_How to complete this task:_
If a line in the listing below includes the string "asks", pull it out.

_The data:_
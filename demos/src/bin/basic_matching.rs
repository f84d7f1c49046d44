//! Walkthrough of the matching engine basics:
//! 1. Seed the book with resting bids and asks
//! 2. Cross it with limit and market orders
//! 3. Cancel and modify resting orders
//! 4. Inspect the resulting trades and book state

use lobsim::prelude::*;
use tracing::info;

fn main() {
    tracing_subscriber::fmt::init();
    info!("=== Basic Matching Demo ===");

    let mut book = OrderBook::new("DEMO/USD");

    info!("Step 1: seeding resting liquidity");
    let resting = [
        (Side::Buy, "99.50", 100),
        (Side::Buy, "99.40", 150),
        (Side::Buy, "99.30", 200),
        (Side::Sell, "100.50", 100),
        (Side::Sell, "100.60", 150),
        (Side::Sell, "100.70", 200),
    ];
    for (i, (side, price, qty)) in resting.iter().enumerate() {
        let order = Order::limit(
            OrderId::from(format!("SEED{i}")),
            current_time_nanos(),
            *side,
            price.parse().unwrap(),
            Qty::new(*qty),
            "maker",
            TimeInForce::Gtc,
        )
        .unwrap();
        book.add_order(order);
    }
    print_top(&book);

    info!("Step 2: crossing limit buy of 120 @ 100.60");
    let report = book.add_order(
        Order::limit(
            OrderId::from("CROSS1"),
            current_time_nanos(),
            Side::Buy,
            "100.60".parse().unwrap(),
            Qty::new(120),
            "taker",
            TimeInForce::Gtc,
        )
        .unwrap(),
    );
    print_trades(&report);
    print_top(&book);

    info!("Step 3: market sell sweeping the bid side");
    let report = book.add_order(
        Order::market(
            OrderId::from("SWEEP1"),
            current_time_nanos(),
            Side::Sell,
            Qty::new(300),
            "taker",
            TimeInForce::Gtc,
        )
        .unwrap(),
    );
    print_trades(&report);
    print_top(&book);

    info!("Step 4: cancel and modify");
    let cancelled = book.cancel_order(&OrderId::from("SEED5"));
    info!("cancel SEED5 -> {cancelled}");
    let modified = book.modify_order(&OrderId::from("SEED4"), Qty::new(75));
    info!("modify SEED4 to 75 -> {modified}");
    print_top(&book);

    info!(
        "Done: {} orders received, {} trades, volume {}",
        book.total_orders_received(),
        book.total_trades(),
        book.total_volume()
    );
}

fn print_top(book: &OrderBook) {
    let snapshot = book.get_snapshot(5);
    info!(
        "book: bid {:?} / ask {:?} (spread {:?})",
        snapshot.best_bid().map(|p| p.to_string()),
        snapshot.best_ask().map(|p| p.to_string()),
        snapshot.spread().map(|p| p.to_string()),
    );
    for (price, qty) in &snapshot.asks {
        info!("  ask {price} x {qty}");
    }
    for (price, qty) in &snapshot.bids {
        info!("  bid {price} x {qty}");
    }
}

fn print_trades(report: &ExecutionReport) {
    info!(
        "order {}: status {}, executed {}",
        report.order_id, report.status, report.executed_quantity
    );
    for trade in &report.trades {
        info!(
            "  trade {}: {} {} @ {} (aggressor {})",
            trade.trade_id, trade.quantity, trade.buy_order_id, trade.price, trade.aggressor_side
        );
    }
}
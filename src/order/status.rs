use crate::errors::OrderError;
use serde::{Deserialize, Serialize};
use std::fmt;
use std::str::FromStr;

/// Represents the current status of an order in the system.
///
/// Status only moves forward: NEW → PARTIAL_FILL → FILLED, with CANCELLED
/// reachable from NEW/PARTIAL_FILL and REJECTED only from NEW.
#[derive(Debug, Clone, Copy, PartialEq, Eq, Serialize, Deserialize)]
pub enum OrderStatus {
    /// Order has been accepted but has no fills yet
    #[serde(rename(serialize = "NEW"))]
    #[serde(alias = "new", alias = "New", alias = "NEW")]
    New,

    /// Order has been partially filled
    #[serde(rename(serialize = "PARTIAL_FILL"))]
    #[serde(alias = "partial_fill", alias = "PartialFill", alias = "PARTIAL_FILL")]
    PartialFill,

    /// Order has been completely filled
    #[serde(rename(serialize = "FILLED"))]
    #[serde(alias = "filled", alias = "Filled", alias = "FILLED")]
    Filled,

    /// Order has been cancelled (explicitly, or as an unfilled residual)
    #[serde(rename(serialize = "CANCELLED"))]
    #[serde(alias = "cancelled", alias = "Cancelled", alias = "CANCELLED")]
    Cancelled,

    /// Order has been rejected and produced no fills
    #[serde(rename(serialize = "REJECTED"))]
    #[serde(alias = "rejected", alias = "Rejected", alias = "REJECTED")]
    Rejected,
}

impl OrderStatus {
    /// Returns true if the order can still trade or rest on the book
    pub fn is_active(&self) -> bool {
        matches!(self, Self::New | Self::PartialFill)
    }

    /// Returns true if the order has reached a terminal state
    pub fn is_terminal(&self) -> bool {
        matches!(self, Self::Filled | Self::Cancelled | Self::Rejected)
    }
}

impl FromStr for OrderStatus {
    type Err = OrderError;

    fn from_str(s: &str) -> Result<Self, Self::Err> {
        match s.to_uppercase().as_str() {
            "NEW" => Ok(OrderStatus::New),
            "PARTIAL_FILL" => Ok(OrderStatus::PartialFill),
            "FILLED" => Ok(OrderStatus::Filled),
            "CANCELLED" => Ok(OrderStatus::Cancelled),
            "REJECTED" => Ok(OrderStatus::Rejected),
            _ => Err(OrderError::ParseError {
                message: format!("invalid order status: {s}"),
            }),
        }
    }
}

impl fmt::Display for OrderStatus {
    fn fmt(&self, f: &mut fmt::Formatter<'_>) -> fmt::Result {
        match self {
            OrderStatus::New => write!(f, "NEW"),
            OrderStatus::PartialFill => write!(f, "PARTIAL_FILL"),
            OrderStatus::Filled => write!(f, "FILLED"),
            OrderStatus::Cancelled => write!(f, "CANCELLED"),
            OrderStatus::Rejected => write!(f, "REJECTED"),
        }
    }
}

_Written answer:_
//! 1. Seed the book with resting bids and asks
    for (price, qty) in &snapshot.asks {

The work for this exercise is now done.